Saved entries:
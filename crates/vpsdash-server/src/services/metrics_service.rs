//! Метрики агентов: приём снимков, история, средние, токены агентов.

use crate::config::{hash_password, random_hex_secret};
use crate::error::AppError;
use crate::services::server_service;
use chrono::{Duration, Utc};
use sea_orm::{
    ActiveModelTrait, ActiveValue::Set, ColumnTrait, DatabaseConnection, EntityTrait,
    QueryFilter, QueryOrder, TransactionTrait,
};
use std::collections::BTreeMap;
use vpsdash_domain::metrics::{rolling_averages, AVERAGE_WINDOW_HOURS};
use vpsdash_domain::models::{
    AgentTokenResponse, CurrentMetrics, MetricsHistoryResponse, MetricsSnapshot, MetricsSubmit,
    ServerStatus, SubmitResponse,
};
use vpsdash_entities::{server_metrics, servers};

pub const DEFAULT_HISTORY_HOURS: i64 = 12;
pub const MAX_HISTORY_HOURS: i64 = 168;

fn validate_submit(data: &MetricsSubmit) -> Result<(), AppError> {
    let percents = [
        ("cpu_percent", data.cpu_percent),
        ("memory_percent", data.memory_percent),
        ("disk_percent", data.disk_percent),
    ];
    for (field, value) in percents {
        if !(0.0..=100.0).contains(&value) {
            return Err(AppError::Validation(format!(
                "{field}: значение {value} вне диапазона 0..100"
            )));
        }
    }
    if data.memory_used_mb < 0 || data.memory_total_mb < 0 || data.uptime_seconds < 0 {
        return Err(AppError::Validation(
            "Объём памяти и аптайм не могут быть отрицательными".into(),
        ));
    }
    if data.disk_used_gb < 0.0 || data.disk_total_gb < 0.0 {
        return Err(AppError::Validation(
            "Объём диска не может быть отрицательным".into(),
        ));
    }
    Ok(())
}

/// Принять снимок от агента. Сервер помечается online, старые снимки
/// сверх окна хранения удаляются.
pub async fn submit(
    db: &DatabaseConnection,
    server: servers::Model,
    data: MetricsSubmit,
    retention_hours: i64,
) -> Result<SubmitResponse, AppError> {
    validate_submit(&data)?;

    let now = Utc::now();
    let server_id = server.id;
    let txn = db.begin().await?;

    server_metrics::ActiveModel {
        server_id: Set(server_id),
        cpu_percent: Set(data.cpu_percent),
        memory_percent: Set(data.memory_percent),
        memory_used_mb: Set(data.memory_used_mb),
        memory_total_mb: Set(data.memory_total_mb),
        disk_percent: Set(data.disk_percent),
        disk_used_gb: Set(data.disk_used_gb),
        disk_total_gb: Set(data.disk_total_gb),
        uptime_seconds: Set(data.uptime_seconds),
        load_avg_1: Set(data.load_avg_1),
        load_avg_5: Set(data.load_avg_5),
        load_avg_15: Set(data.load_avg_15),
        collected_at: Set(now),
        ..Default::default()
    }
    .insert(&txn)
    .await?;

    let mut model: servers::ActiveModel = server.into();
    model.status = Set(ServerStatus::Online.to_string());
    model.last_check = Set(Some(now));
    model.update(&txn).await?;

    txn.commit().await?;

    let cutoff = now - Duration::hours(retention_hours.max(1));
    let pruned = server_metrics::Entity::delete_many()
        .filter(server_metrics::Column::ServerId.eq(server_id))
        .filter(server_metrics::Column::CollectedAt.lt(cutoff))
        .exec(db)
        .await?;
    if pruned.rows_affected > 0 {
        tracing::debug!(
            server_id,
            pruned = pruned.rows_affected,
            "Удалены устаревшие снимки метрик"
        );
    }

    Ok(SubmitResponse {
        status: "ok".to_string(),
        server_id,
    })
}

/// История за `hours` часов (новые сверху) и средние за последние 12 часов.
pub async fn history(
    db: &DatabaseConnection,
    server_id: i32,
    hours: i64,
) -> Result<MetricsHistoryResponse, AppError> {
    if !(1..=MAX_HISTORY_HOURS).contains(&hours) {
        return Err(AppError::Validation(format!(
            "hours должен быть от 1 до {MAX_HISTORY_HOURS}"
        )));
    }

    let server = server_service::find_server(db, server_id).await?;
    let now = Utc::now();
    let window = Duration::hours(hours);
    let average_window = Duration::hours(AVERAGE_WINDOW_HOURS);

    let rows = server_metrics::Entity::find()
        .filter(server_metrics::Column::ServerId.eq(server_id))
        .filter(server_metrics::Column::CollectedAt.gte(now - window.max(average_window)))
        .order_by_desc(server_metrics::Column::CollectedAt)
        .order_by_desc(server_metrics::Column::Id)
        .all(db)
        .await?;

    let averages = rolling_averages(&rows, now, average_window);
    let history: Vec<MetricsSnapshot> = rows
        .into_iter()
        .filter(|r| r.collected_at >= now - window)
        .map(Into::into)
        .collect();

    Ok(MetricsHistoryResponse {
        server_id,
        server_name: server.name,
        current: history.first().cloned(),
        history,
        avg_cpu_12h: averages.cpu,
        avg_memory_12h: averages.memory,
    })
}

/// Последний снимок каждого сервера, ключ: id сервера строкой.
pub async fn current_all(
    db: &DatabaseConnection,
) -> Result<BTreeMap<String, CurrentMetrics>, AppError> {
    let rows = server_metrics::Entity::find()
        .order_by_desc(server_metrics::Column::CollectedAt)
        .order_by_desc(server_metrics::Column::Id)
        .all(db)
        .await?;

    let mut current = BTreeMap::new();
    for row in &rows {
        current
            .entry(row.server_id.to_string())
            .or_insert_with(|| CurrentMetrics::from(row));
    }
    Ok(current)
}

/// Выпустить новый токен агента. Прежний токен перестаёт действовать.
pub async fn generate_agent_token(
    db: &DatabaseConnection,
    server_id: i32,
) -> Result<AgentTokenResponse, AppError> {
    let server = server_service::find_server(db, server_id).await?;
    let token = random_hex_secret()
        .map_err(|e| AppError::Internal(format!("Ошибка генерации токена: {e}")))?;

    let server_name = server.name.clone();
    let mut model: servers::ActiveModel = server.into();
    model.agent_token_hash = Set(Some(hash_password(&token)));
    model.agent_token = Set(Some(token.clone()));
    model.update(db).await?;

    tracing::info!(server_id, "Выпущен токен агента");
    Ok(AgentTokenResponse {
        agent_token: token,
        server_id,
        server_name,
    })
}

pub async fn get_agent_token(
    db: &DatabaseConnection,
    server_id: i32,
) -> Result<AgentTokenResponse, AppError> {
    let server = server_service::find_server(db, server_id).await?;
    let token = server
        .agent_token
        .ok_or_else(|| AppError::NotFound("Токен агента не выпущен".into()))?;
    Ok(AgentTokenResponse {
        agent_token: token,
        server_id,
        server_name: server.name,
    })
}

pub async fn revoke_agent_token(db: &DatabaseConnection, server_id: i32) -> Result<(), AppError> {
    let server = server_service::find_server(db, server_id).await?;
    let mut model: servers::ActiveModel = server.into();
    model.agent_token = Set(None);
    model.agent_token_hash = Set(None);
    model.update(db).await?;
    tracing::info!(server_id, "Отозван токен агента");
    Ok(())
}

### What you will do:
Above are the records; set each one down word for word.

### Solution for this exercise:
filename crates/vpsdash-server/src/services/metrics_service.rs
//! Метрики агентов: приём снимков, история, средние, токены агентов.

use crate::config::{hash_password, random_hex_secret};
use crate::error::AppError;
use crate::services::server_service;
use chrono::{Duration, Utc};
use sea_orm::{
    ActiveModelTrait, ActiveValue::Set, ColumnTrait, DatabaseConnection, EntityTrait,
    QueryFilter, QueryOrder, TransactionTrait,
};
use std::collections::BTreeMap;
use vpsdash_domain::metrics::{rolling_averages, AVERAGE_WINDOW_HOURS};
use vpsdash_domain::models::{
    AgentTokenResponse, CurrentMetrics, MetricsHistoryResponse, MetricsSnapshot, MetricsSubmit,
    ServerStatus, SubmitResponse,
};
use vpsdash_entities::{server_metrics, servers};

pub const DEFAULT_HISTORY_HOURS: i64 = 12;
pub const MAX_HISTORY_HOURS: i64 = 168;

fn validate_submit(data: &MetricsSubmit) -> Result<(), AppError> {
    let percents = [
        ("cpu_percent", data.cpu_percent),
        ("memory_percent", data.memory_percent),
        ("disk_percent", data.disk_percent),
    ];
    for (field, value) in percents {
        if !(0.0..=100.0).contains(&value) {
            return Err(AppError::Validation(format!(
                "{field}: значение {value} вне диапазона 0..100"
            )));
        }
    }
    if data.memory_used_mb < 0 || data.memory_total_mb < 0 || data.uptime_seconds < 0 {
        return Err(AppError::Validation(
            "Объём памяти и аптайм не могут быть отрицательными".into(),
        ));
    }
    if data.disk_used_gb < 0.0 || data.disk_total_gb < 0.0 {
        return Err(AppError::Validation(
            "Объём диска не может быть отрицательным".into(),
        ));
    }
    Ok(())
}

/// Принять снимок от агента. Сервер помечается online, старые снимки
/// сверх окна хранения удаляются.
pub async fn submit(
    db: &DatabaseConnection,
    server: servers::Model,
    data: MetricsSubmit,
    retention_hours: i64,
) -> Result<SubmitResponse, AppError> {
    validate_submit(&data)?;

    let now = Utc::now();
    let server_id = server.id;
    let txn = db.begin().await?;

    server_metrics::ActiveModel {
        server_id: Set(server_id),
        cpu_percent: Set(data.cpu_percent),
        memory_percent: Set(data.memory_percent),
        memory_used_mb: Set(data.memory_used_mb),
        memory_total_mb: Set(data.memory_total_mb),
        disk_percent: Set(data.disk_percent),
        disk_used_gb: Set(data.disk_used_gb),
        disk_total_gb: Set(data.disk_total_gb),
        uptime_seconds: Set(data.uptime_seconds),
        load_avg_1: Set(data.load_avg_1),
        load_avg_5: Set(data.load_avg_5),
        load_avg_15: Set(data.load_avg_15),
        collected_at: Set(now),
        ..Default::default()
    }
    .insert(&txn)
    .await?;

    let mut model: servers::ActiveModel = server.into();
    model.status = Set(ServerStatus::Online.to_string());
    model.last_check = Set(Some(now));
    model.update(&txn).await?;

    txn.commit().await?;

    let cutoff = now - Duration::hours(retention_hours.max(1));
    let pruned = server_metrics::Entity::delete_many()
        .filter(server_metrics::Column::ServerId.eq(server_id))
        .filter(server_metrics::Column::CollectedAt.lt(cutoff))
        .exec(db)
        .await?;
    if pruned.rows_affected > 0 {
        tracing::debug!(
            server_id,
            pruned = pruned.rows_affected,
            "Удалены устаревшие снимки метрик"
        );
    }

    Ok(SubmitResponse {
        status: "ok".to_string(),
        server_id,
    })
}

/// История за `hours` часов (новые сверху) и средние за последние 12 часов.
pub async fn history(
    db: &DatabaseConnection,
    server_id: i32,
    hours: i64,
) -> Result<MetricsHistoryResponse, AppError> {
    if !(1..=MAX_HISTORY_HOURS).contains(&hours) {
        return Err(AppError::Validation(format!(
            "hours должен быть от 1 до {MAX_HISTORY_HOURS}"
        )));
    }

    let server = server_service::find_server(db, server_id).await?;
    let now = Utc::now();
    let window = Duration::hours(hours);
    let average_window = Duration::hours(AVERAGE_WINDOW_HOURS);

    let rows = server_metrics::Entity::find()
        .filter(server_metrics::Column::ServerId.eq(server_id))
        .filter(server_metrics::Column::CollectedAt.gte(now - window.max(average_window)))
        .order_by_desc(server_metrics::Column::CollectedAt)
        .order_by_desc(server_metrics::Column::Id)
        .all(db)
        .await?;

    let averages = rolling_averages(&rows, now, average_window);
    let history: Vec<MetricsSnapshot> = rows
        .into_iter()
        .filter(|r| r.collected_at >= now - window)
        .map(Into::into)
        .collect();

    Ok(MetricsHistoryResponse {
        server_id,
        server_name: server.name,
        current: history.first().cloned(),
        history,
        avg_cpu_12h: averages.cpu,
        avg_memory_12h: averages.memory,
    })
}

/// Последний снимок каждого сервера, ключ: id сервера строкой.
pub async fn current_all(
    db: &DatabaseConnection,
) -> Result<BTreeMap<String, CurrentMetrics>, AppError> {
    let rows = server_metrics::Entity::find()
        .order_by_desc(server_metrics::Column::CollectedAt)
        .order_by_desc(server_metrics::Column::Id)
        .all(db)
        .await?;

    let mut current = BTreeMap::new();
    for row in &rows {
        current
            .entry(row.server_id.to_string())
            .or_insert_with(|| CurrentMetrics::from(row));
    }
    Ok(current)
}

/// Выпустить новый токен агента. Прежний токен перестаёт действовать.
pub async fn generate_agent_token(
    db: &DatabaseConnection,
    server_id: i32,
) -> Result<AgentTokenResponse, AppError> {
    let server = server_service::find_server(db, server_id).await?;
    let token = random_hex_secret()
        .map_err(|e| AppError::Internal(format!("Ошибка генерации токена: {e}")))?;

    let server_name = server.name.clone();
    let mut model: servers::ActiveModel = server.into();
    model.agent_token_hash = Set(Some(hash_password(&token)));
    model.agent_token = Set(Some(token.clone()));
    model.update(db).await?;

    tracing::info!(server_id, "Выпущен токен агента");
    Ok(AgentTokenResponse {
        agent_token: token,
        server_id,
        server_name,
    })
}

pub async fn get_agent_token(
    db: &DatabaseConnection,
    server_id: i32,
) -> Result<AgentTokenResponse, AppError> {
    let server = server_service::find_server(db, server_id).await?;
    let token = server
        .agent_token
        .ok_or_else(|| AppError::NotFound("Токен агента не выпущен".into()))?;
    Ok(AgentTokenResponse {
        agent_token: token,
        server_id,
        server_name: server.name,
    })
}

pub async fn revoke_agent_token(db: &DatabaseConnection, server_id: i32) -> Result<(), AppError> {
    let server = server_service::find_server(db, server_id).await?;
    let mut model: servers::ActiveModel = server.into();
    model.agent_token = Set(None);
    model.agent_token_hash = Set(None);
    model.update(db).await?;
    tracing::info!(server_id, "Отозван токен агента");
    Ok(())
}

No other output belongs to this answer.